___ DATASET RECORDS
use crate::integration_tests::support::{POSTINGS, draft, seeded, service};
use jobboard::errors::DbError;
use jobboard::query::RawQuery;
use serde_json::json;

#[test]
fn get_by_id_and_slug() {
    let (s, records) = seeded(10);
    let first = &records[0];
    let id = first.id.to_string();
    let got = s.get_job(&id, "rust-backend-engineer").unwrap();
    assert_eq!(got.data.get_str("title").unwrap(), "Rust Backend Engineer");
    assert!(matches!(s.get_job(&id, "node-developer"), Err(DbError::NoSuchDocument(_))));
}

#[test]
fn update_merges_and_revalidates() {
    let (s, records) = seeded(10);
    let id = records[1].id.to_string();
    let updated = s.update_job(&id, &json!({"salary": 95000, "positions": 4})).unwrap();
    assert_eq!(updated.data.get_str("title").unwrap(), "Node Developer");
    assert_eq!(updated.data.get_i64("positions").unwrap(), 4);
    let listed = s.list_jobs(&RawQuery::parse("salary=95000")).unwrap();
    assert_eq!(listed.len(), 1);
    assert_eq!(listed[0].id, records[1].id);

    let err = s.update_job(&id, &json!({"email": "nope"})).unwrap_err();
    assert!(matches!(err, DbError::Validation(ref m) if m.starts_with("email")));
    assert_eq!(s.get_job(&id, "node-developer").unwrap().data.get_str("email").unwrap(), "jobs@example.com");
}

#[test]
fn update_with_non_object_patch_is_a_client_error() {
    let (s, records) = seeded(10);
    let id = records[0].id.to_string();
    for patch in [json!([1, 2]), json!("salary"), json!(null)] {
        let err = s.update_job(&id, &patch).unwrap_err();
        assert!(matches!(err, DbError::Validation(ref m) if m.starts_with("patch")), "{patch}: {err}");
        assert!(err.is_client_error());
    }
}

#[test]
fn update_rejects_a_location_that_is_not_a_point() {
    let (s, records) = seeded(10);
    let id = records[0].id.to_string();
    for bad in [
        json!({"location": "nowhere"}),
        json!({"location": null}),
        json!({"location": {"type": "Point", "coordinates": ["x", 1.0]}}),
        json!({"location": {"type": "Polygon", "coordinates": [-71.06, 42.36]}}),
    ] {
        let err = s.update_job(&id, &bad).unwrap_err();
        assert!(matches!(err, DbError::Validation(ref m) if m.starts_with("location")), "{bad}: {err}");
    }
    let near = s.search_in_radius("02108", 0.5).unwrap();
    assert_eq!(near.len(), 1);
    assert_eq!(near[0].id, records[0].id);
}

#[test]
fn update_with_a_point_moves_the_job() {
    let (s, records) = seeded(10);
    let id = records[0].id.to_string();
    let moved = json!({"location": {"type": "Point", "coordinates": [-74.0113, 40.7075], "city": "New York"}});
    s.update_job(&id, &moved).unwrap();
    assert!(s.search_in_radius("02108", 0.5).unwrap().is_empty());
    let ny: Vec<_> = s.search_in_radius("10004", 0.5).unwrap().into_iter().map(|r| r.id).collect();
    assert!(ny.contains(&records[0].id));
}

#[test]
fn delete_removes_from_listing() {
    let (s, records) = seeded(10);
    s.delete_job(&records[2].id.to_string()).unwrap();
    assert_eq!(s.list_jobs(&RawQuery::new()).unwrap().len(), 4);
    assert!(matches!(s.delete_job(&records[2].id.to_string()), Err(DbError::NoSuchDocument(_))));
}

#[test]
fn create_rejects_invalid_postings_before_storing() {
    let s = service(10);
    let mut d = draft(&POSTINGS[0]);
    d.salary = None;
    assert!(matches!(s.create_job(d), Err(DbError::Validation(_))));
    let mut d = draft(&POSTINGS[0]);
    d.industry = vec!["Mining".into()];
    assert!(matches!(s.create_job(d), Err(DbError::Validation(_))));
    assert!(s.collection().is_empty());
}
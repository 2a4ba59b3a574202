use percent_encoding::percent_decode_str;
use std::collections::BTreeMap;

/// Parameter names with a meaning of their own; never treated as record fields.
pub const RESERVED_KEYS: [&str; 5] = ["sort", "fields", "keyword", "page", "limit"];

#[must_use]
pub fn is_reserved(key: &str) -> bool {
    RESERVED_KEYS.contains(&key)
}

/// A parameter value: one text, or several when the key was repeated.
#[derive(Debug, Clone, PartialEq, Eq)]
pub enum RawValue {
    One(String),
    Many(Vec<String>),
}

impl RawValue {
    #[must_use]
    pub fn first(&self) -> &str {
        match self {
            Self::One(s) => s,
            Self::Many(v) => v.first().map_or("", String::as_str),
        }
    }

    #[must_use]
    pub fn as_slice(&self) -> &[String] {
        match self {
            Self::One(s) => std::slice::from_ref(s),
            Self::Many(v) => v,
        }
    }

    fn push(&mut self, value: String) {
        match self {
            Self::One(s) => *self = Self::Many(vec![std::mem::take(s), value]),
            Self::Many(v) => v.push(value),
        }
    }
}

/// The untyped parameters of one request, exactly as the caller sent them.
#[derive(Debug, Clone, Default, PartialEq, Eq)]
pub struct RawQuery {
    params: BTreeMap<String, RawValue>,
}

fn decode_component(s: &str) -> String {
    let spaced = s.replace('+', " ");
    percent_decode_str(&spaced).decode_utf8_lossy().into_owned()
}

impl RawQuery {
    #[must_use]
    pub fn new() -> Self {
        Self::default()
    }

    /// Decodes an `application/x-www-form-urlencoded` string; a leading `?` is ignored.
    #[must_use]
    pub fn parse(query_string: &str) -> Self {
        let mut out = Self::new();
        let qs = query_string.strip_prefix('?').unwrap_or(query_string);
        for pair in qs.split('&').filter(|p| !p.is_empty()) {
            let (k, v) = pair.split_once('=').unwrap_or((pair, ""));
            let key = decode_component(k);
            if key.is_empty() {
                continue;
            }
            out.insert(key, decode_component(v));
        }
        out
    }

    /// Adds a value; a repeated key accumulates into a list.
    pub fn insert(&mut self, key: impl Into<String>, value: impl Into<String>) -> &mut Self {
        let value = value.into();
        self.params
            .entry(key.into())
            .and_modify(|existing| existing.push(value.clone()))
            .or_insert_with(|| RawValue::One(value));
        self
    }

    #[must_use]
    pub fn get(&self, key: &str) -> Option<&RawValue> {
        self.params.get(key)
    }

    /// First value of `key`, if present.
    #[must_use]
    pub fn get_str(&self, key: &str) -> Option<&str> {
        self.get(key).map(RawValue::first)
    }

    pub fn remove(&mut self, key: &str) -> Option<RawValue> {
        self.params.remove(key)
    }

    #[must_use]
    pub fn len(&self) -> usize {
        self.params.len()
    }

    #[must_use]
    pub fn is_empty(&self) -> bool {
        self.params.is_empty()
    }

    pub fn iter(&self) -> impl Iterator<Item = (&str, &RawValue)> {
        self.params.iter().map(|(k, v)| (k.as_str(), v))
    }

    /// A copy holding only the filterable (non-reserved) parameters.
    #[must_use]
    pub fn without_reserved(&self) -> Self {
        let params =
            self.params.iter().filter(|(k, _)| !is_reserved(k)).map(|(k, v)| (k.clone(), v.clone())).collect();
        Self { params }
    }
}

impl<K: Into<String>, V: Into<String>> FromIterator<(K, V)> for RawQuery {
    fn from_iter<I: IntoIterator<Item = (K, V)>>(iter: I) -> Self {
        let mut out = Self::new();
        for (k, v) in iter {
            out.insert(k, v);
        }
        out
    }
}
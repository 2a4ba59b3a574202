//! Utility modules: developer logging, JSON/BSON conversion, numeric helpers.
pub mod devlog;
pub mod json;
pub mod num;
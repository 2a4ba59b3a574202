//! Developer logging with a custom "level 6" and a thread-local sink for deterministic tests.
//! Tests assert on query bench lines without installing a global logger.

use std::cell::RefCell;

thread_local! {
    static TL_SINK: RefCell<Option<Vec<String>>> = const { RefCell::new(None) };
}

/// Guard that disables the thread-local sink on drop.
pub struct DevSinkGuard;
impl Drop for DevSinkGuard {
    fn drop(&mut self) {
        TL_SINK.with(|s| *s.borrow_mut() = None);
    }
}

/// Enable the thread-local sink for the current thread. Returns a guard that will disable it on drop.
pub fn enable_thread_sink() -> DevSinkGuard {
    TL_SINK.with(|s| *s.borrow_mut() = Some(Vec::new()));
    DevSinkGuard
}

/// Push a message into the thread-local sink if enabled.
pub fn write_str(msg: &str) {
    TL_SINK.with(|s| {
        if let Some(buf) = s.borrow_mut().as_mut() {
            buf.push(msg.to_owned());
        }
    });
}

/// Drain and return the captured messages for the current thread. If disabled, returns an empty vec.
pub fn drain() -> Vec<String> {
    TL_SINK.with(|s| match s.borrow_mut().as_mut() {
        Some(buf) => std::mem::take(buf),
        None => Vec::new(),
    })
}

/// Emit a developer log (level 6) and capture it in the thread-local sink if enabled.
#[macro_export]
macro_rules! dev6 {
    ($($arg:tt)*) => {{
        let __s = format!($($arg)*);
        $crate::utils::devlog::write_str(&__s);
        log::log!(target: "jobboard::dev6", log::Level::Trace, "{}", __s);
    }};
}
______
*YOUR TASK*. All lines above containing the string "Debug" are to be collected.

*OUTPUT OF THE TASK*.
#[derive(Debug, Clone, PartialEq, Eq)]
#[derive(Debug, Clone, Default, PartialEq, Eq)]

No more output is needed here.